As Iran, champion of Shia Islam, and Saudi Arabia, champion of Sunni Islam, face off in the Middle East, Congress must recognize that anything the U.S. does to help one immediately increases potential success for the other. For the years during the Obama presidency, Iran made great progress in forwarding its objectives. The 2016 election of Trump and his ensuing support to Riyadh halted that advance. After January 3, 2019, it will be the actions of 116th Congress that could determine if that advance continues or not.
For Iran, the presidency of Barack Obama was a gift from Allah. The horribly one-sided agreement (in Tehran’s favor) negotiated by Secretary of State John Kerry’s team was a ticket for the mullahs eventually to legally possess their own nuclear arsenal. It was totally irrational to do this if one keeps in mind the only difference between the Islamic State (ISIS) and Iran is sectarian, as both seek to usher in Islam’s world dominance and that we would never have negotiated such a nuclear deal with ISIS.
The Iranian regime appeared surprised at the end of Obama’s foreign policy when Trump emerged the victor of the 2016 race. With Trump withdrawing from the nuclear agreement and re-imposing sanctions, they recognized difficulties in attaining their international goals lay ahead. However, with the passage of this Senate resolution and its expected passage after a Democrat House majority is sworn in next month, the mullahs may see an opening for the U.S. to remove pressure on their regime.

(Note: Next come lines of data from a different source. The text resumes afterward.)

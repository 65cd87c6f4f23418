//! Index model: the ordered list of entries in a vault.
//!
//! Entries keep insertion order. A name map keyed by the case policy keeps
//! uniqueness checks and exact lookups cheap, and is updated in the same
//! call that appends to the entry list, so queries always see committed
//! state.

use std::collections::HashMap;

use serde::{Deserialize, Serialize};

use resvault_common::{extension_of, CasePolicy, Error, Result};

use crate::config::DEFAULT_SEARCH_MIN_LEN;

/// Location of one stored file.
#[derive(Debug, Clone, PartialEq, Eq, Hash, Serialize, Deserialize)]
pub struct IndexEntry {
    /// Logical name, unique in the index.
    pub name: String,
    /// Container holding the bytes.
    pub data_id: u32,
    /// Byte offset within the container.
    pub offset: u64,
    /// Stored length in bytes.
    pub length: u64,
}

impl IndexEntry {
    /// Create an entry.
    pub fn new(name: impl Into<String>, data_id: u32, offset: u64, length: u64) -> Self {
        Self {
            name: name.into(),
            data_id,
            offset,
            length,
        }
    }

    /// Text after the last `.` of the name, or empty.
    pub fn extension(&self) -> &str {
        extension_of(&self.name)
    }
}

/// Ordering for extension listings.
#[derive(Debug, Clone, Copy, PartialEq, Eq, Default, Serialize, Deserialize)]
#[serde(rename_all = "lowercase")]
pub enum SortBy {
    /// By name under the case policy.
    #[default]
    Name,
    /// By stored length, smallest first.
    Size,
}

/// In-memory index of a vault.
#[derive(Debug, Clone)]
pub struct IndexModel {
    policy: CasePolicy,
    search_min_len: usize,
    entries: Vec<IndexEntry>,
    by_name: HashMap<String, usize>,
}

impl IndexModel {
    /// Create an empty index.
    pub fn new(policy: CasePolicy) -> Self {
        Self::with_search_min_len(policy, DEFAULT_SEARCH_MIN_LEN)
    }

    /// Create an empty index with a custom search threshold.
    pub fn with_search_min_len(policy: CasePolicy, search_min_len: usize) -> Self {
        Self {
            policy,
            search_min_len,
            entries: Vec::new(),
            by_name: HashMap::new(),
        }
    }

    /// Name comparison policy.
    pub fn policy(&self) -> CasePolicy {
        self.policy
    }

    /// Append an entry.
    ///
    /// # Postconditions
    /// - On success the entry is the last in iteration order
    /// - On failure the index is unchanged
    ///
    /// # Errors
    /// - `DuplicateName` if an entry with the same name exists
    pub fn add_entry(&mut self, entry: IndexEntry) -> Result<()> {
        let key = self.policy.key(&entry.name).into_owned();
        if self.by_name.contains_key(&key) {
            return Err(Error::DuplicateName(entry.name));
        }

        self.by_name.insert(key, self.entries.len());
        self.entries.push(entry);
        Ok(())
    }

    /// Whether `name` is already taken.
    pub fn contains(&self, name: &str) -> bool {
        self.by_name.contains_key(self.policy.key(name).as_ref())
    }

    /// Exact lookup.
    pub fn entry_by_name(&self, name: &str) -> Option<&IndexEntry> {
        self.by_name
            .get(self.policy.key(name).as_ref())
            .map(|&i| &self.entries[i])
    }

    /// Entries whose extension equals `extension`.
    pub fn entries_by_extension(&self, extension: &str, sort_by: SortBy) -> Vec<IndexEntry> {
        let wanted = self.policy.extension_key(extension);
        let mut matches: Vec<IndexEntry> = self
            .entries
            .iter()
            .filter(|e| self.policy.extension_key(e.extension()) == wanted)
            .cloned()
            .collect();

        match sort_by {
            SortBy::Name => matches.sort_by(|a, b| {
                self.policy
                    .key(&a.name)
                    .as_ref()
                    .cmp(self.policy.key(&b.name).as_ref())
            }),
            SortBy::Size => matches.sort_by_key(|e| e.length),
        }
        matches
    }

    /// Entries whose name contains `fragment`, in index order.
    ///
    /// Fragments shorter than the search threshold are not a filter and
    /// return every entry.
    pub fn entries_by_partial_name(&self, fragment: &str) -> Vec<IndexEntry> {
        if fragment.chars().count() < self.search_min_len {
            return self.entries.clone();
        }
        self.entries
            .iter()
            .filter(|e| self.policy.contains(&e.name, fragment))
            .cloned()
            .collect()
    }

    /// Number of entries.
    pub fn row_count(&self) -> u64 {
        self.entries.len() as u64
    }

    /// Whether the index has no entries.
    pub fn is_empty(&self) -> bool {
        self.entries.is_empty()
    }

    /// All entries in insertion order.
    pub fn entries(&self) -> &[IndexEntry] {
        &self.entries
    }

    /// Iterate entries in insertion order.
    pub fn iter(&self) -> impl Iterator<Item = &IndexEntry> {
        self.entries.iter()
    }

    /// Sum of all entry lengths.
    pub fn total_length(&self) -> u64 {
        self.entries.iter().map(|e| e.length).sum()
    }

    /// Number of containers the entries span (highest `data_id` + 1).
    pub fn container_count(&self) -> u32 {
        self.entries
            .iter()
            .map(|e| e.data_id.saturating_add(1))
            .max()
            .unwrap_or(0)
    }
}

U.S. support for the Saudi-sponsored war in Yemen became a target for anti-Trumpers in Congress following the murder of Islamist leaning journalist Jamal Khashoggi, which many believe Crown Prince Mohammad bin Salman ordered. The extrajudicial killing of one of the royal family’s most prominent critics gave senators looking for an opportunity to oppose Trump’s continuing support for the Saudis a vehicle with which to do so.
The 56 senators may well wish to send a message to the Saudis that the U.S. will not tolerate such extrajudicial acts but, whether they realize it or not, they also send a message to Iran’s mullahs. While we tell the Saudis human rights are sacrosanct to us, we indirectly convey the message to Iran — one of the world’s leading abusers of human rights — that we will decrease our support of the Saudis so they can increase their influence in the region.
The senators supporting the resolution seem to disregard the fact history shows the greater common threat always necessitates allying our efforts with those who, in a perfect world, we might otherwise choose not to. Such necessity arose in World War II in our alliance with a murderous Josef Stalin, lasting only until a greater common threat, Nazi Germany, could be defeated. Similarly, a few decades later, we worked closely with Ferdinand Marcos, not particularly well known for his observance of human rights, as we needed the use of bases in the Philippines during the Vietnam war.
Sometimes human rights principles can dictate who we ally with; sometimes geopolitics do the dictating. Geopolitics today demand we do everything in our power to help Saudi Arabia meet Iranian aggression every step of the way.
Lt. Colonel James G. Zumwalt, USMC (Ret.), is a retired Marine infantry officer who served in the Vietnam war, the U.S. invasion of Panama and the first Gulf war. He is the author of “Bare Feet, Iron Will–Stories from the Other Side of Vietnam’s Battlefields,” “Living the Juche Lie: North Korea’s Kim Dynasty” and “Doomsday: Iran–The Clock is Ticking.” He frequently writes on foreign policy and defense issues.